Work required: When the line containing "use tempfile::NamedTempFile;" is reached, include it and end there; set down verbatim every line before it, starting at the top of the records.

Data excerpts:

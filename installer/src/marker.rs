//! Persisted record of the last synced release.
//!
//! The marker is a one-field TOML file stored at the root of the output
//! directory:
//!
//! ```toml
//! version = "1.2.3"
//! ```
//!
//! It is replaced wholesale via a temporary file and rename, so readers see
//! either the previous record or the new one.

use std::io::Write;
use std::path::{Path, PathBuf};

use serde::{Deserialize, Serialize};
use tempfile::NamedTempFile;

use crate::semver::{ParseError, SemanticVersion};

/// Default marker file name inside the output directory.
pub const MARKER_FILENAME: &str = ".relsync-version.toml";

#[derive(Debug, Serialize, Deserialize)]
#[serde(deny_unknown_fields)]
struct MarkerRecord {
    version: String,
}

/// Errors arising while reading or writing the version marker.
#[derive(Debug, thiserror::Error)]
pub enum MarkerError {
    /// No marker file exists yet.
    #[error("no version marker at {path}")]
    NotFound {
        /// Where the marker was expected.
        path: PathBuf,
    },

    /// The marker exists but is not a valid marker record.
    #[error("version marker {path} is corrupt: {reason}")]
    Corrupt {
        /// Marker file path.
        path: PathBuf,
        /// Parser message.
        reason: String,
    },

    /// The recorded version text is not a valid version.
    #[error("version marker {path} holds an invalid version: {source}")]
    InvalidVersion {
        /// Marker file path.
        path: PathBuf,
        /// Version parse failure.
        #[source]
        source: ParseError,
    },

    /// Reading the marker file failed.
    #[error("failed to read version marker {path}: {source}")]
    Read {
        /// Marker file path.
        path: PathBuf,
        /// Underlying I/O error.
        #[source]
        source: std::io::Error,
    },

    /// Writing the marker file failed.
    #[error("failed to write version marker {path}: {source}")]
    Write {
        /// Marker file path.
        path: PathBuf,
        /// Underlying I/O error.
        #[source]
        source: std::io::Error,
    },
}

/// Handle on the version marker of one output directory.
#[derive(Debug, Clone, PartialEq, Eq)]
pub struct VersionMarker {
    path: PathBuf,
}

impl VersionMarker {
    /// Marker with the default file name inside `output_dir`.
    #[must_use]
    pub fn in_dir(output_dir: &Path) -> Self {
        Self::with_file_name(output_dir, MARKER_FILENAME)
    }

    /// Marker with a custom file name inside `output_dir`.
    #[must_use]
    pub fn with_file_name(output_dir: &Path, file_name: &str) -> Self {
        Self {
            path: output_dir.join(file_name),
        }
    }

    /// Full path of the marker file.
    #[must_use]
    pub fn path(&self) -> &Path {
        &self.path
    }

    /// Return true when a marker file is present.
    #[must_use]
    pub fn exists(&self) -> bool {
        self.path.is_file()
    }

    /// Read the recorded version.
    ///
    /// # Errors
    ///
    /// Returns [`MarkerError::NotFound`] when the file is absent,
    /// [`MarkerError::Corrupt`] when it is not a marker record,
    /// [`MarkerError::InvalidVersion`] when the recorded version does not
    /// parse, and [`MarkerError::Read`] on I/O failures.
    pub fn load(&self) -> Result<SemanticVersion, MarkerError> {
        let content = match std::fs::read_to_string(&self.path) {
            Ok(content) => content,
            Err(source) if source.kind() == std::io::ErrorKind::NotFound => {
                return Err(MarkerError::NotFound {
                    path: self.path.clone(),
                });
            }
            Err(source) => {
                return Err(MarkerError::Read {
                    path: self.path.clone(),
                    source,
                });
            }
        };

        let record: MarkerRecord =
            toml::from_str(&content).map_err(|e| MarkerError::Corrupt {
                path: self.path.clone(),
                reason: e.message().to_owned(),
            })?;

        SemanticVersion::parse(&record.version).map_err(|source| MarkerError::InvalidVersion {
            path: self.path.clone(),
            source,
        })
    }

    /// Record `version`, replacing any previous marker.
    ///
    /// The output directory must already exist.
    ///
    /// # Errors
    ///
    /// Returns [`MarkerError::Write`] if the record cannot be written or
    /// moved into place.
    pub fn save(&self, version: &SemanticVersion) -> Result<(), MarkerError> {
        let record = MarkerRecord {
            version: version.to_string(),
        };
        let body = toml::to_string(&record).map_err(|e| MarkerError::Write {
            path: self.path.clone(),
            source: std::io::Error::other(e),
        })?;

        self.write_atomically(body.as_bytes())
            .map_err(|source| MarkerError::Write {
                path: self.path.clone(),
                source,
            })
    }

    fn write_atomically(&self, body: &[u8]) -> std::io::Result<()> {
        let dir = self
            .path
            .parent()
            .ok_or_else(|| std::io::Error::other("marker path has no parent directory"))?;
        let mut temp = NamedTempFile::new_in(dir)?;
        temp.write_all(body)?;
        temp.as_file().sync_all()?;
        temp.persist(&self.path).map_err(|e| e.error)?;
        Ok(())
    }
}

Result below:
filename installer/src/marker.rs
//! Persisted record of the last synced release.
//!
//! The marker is a one-field TOML file stored at the root of the output
//! directory:
//!
//! ```toml
//! version = "1.2.3"
//! ```
//!
//! It is replaced wholesale via a temporary file and rename, so readers see
//! either the previous record or the new one.

use std::io::Write;
use std::path::{Path, PathBuf};

use serde::{Deserialize, Serialize};
use tempfile::NamedTempFile;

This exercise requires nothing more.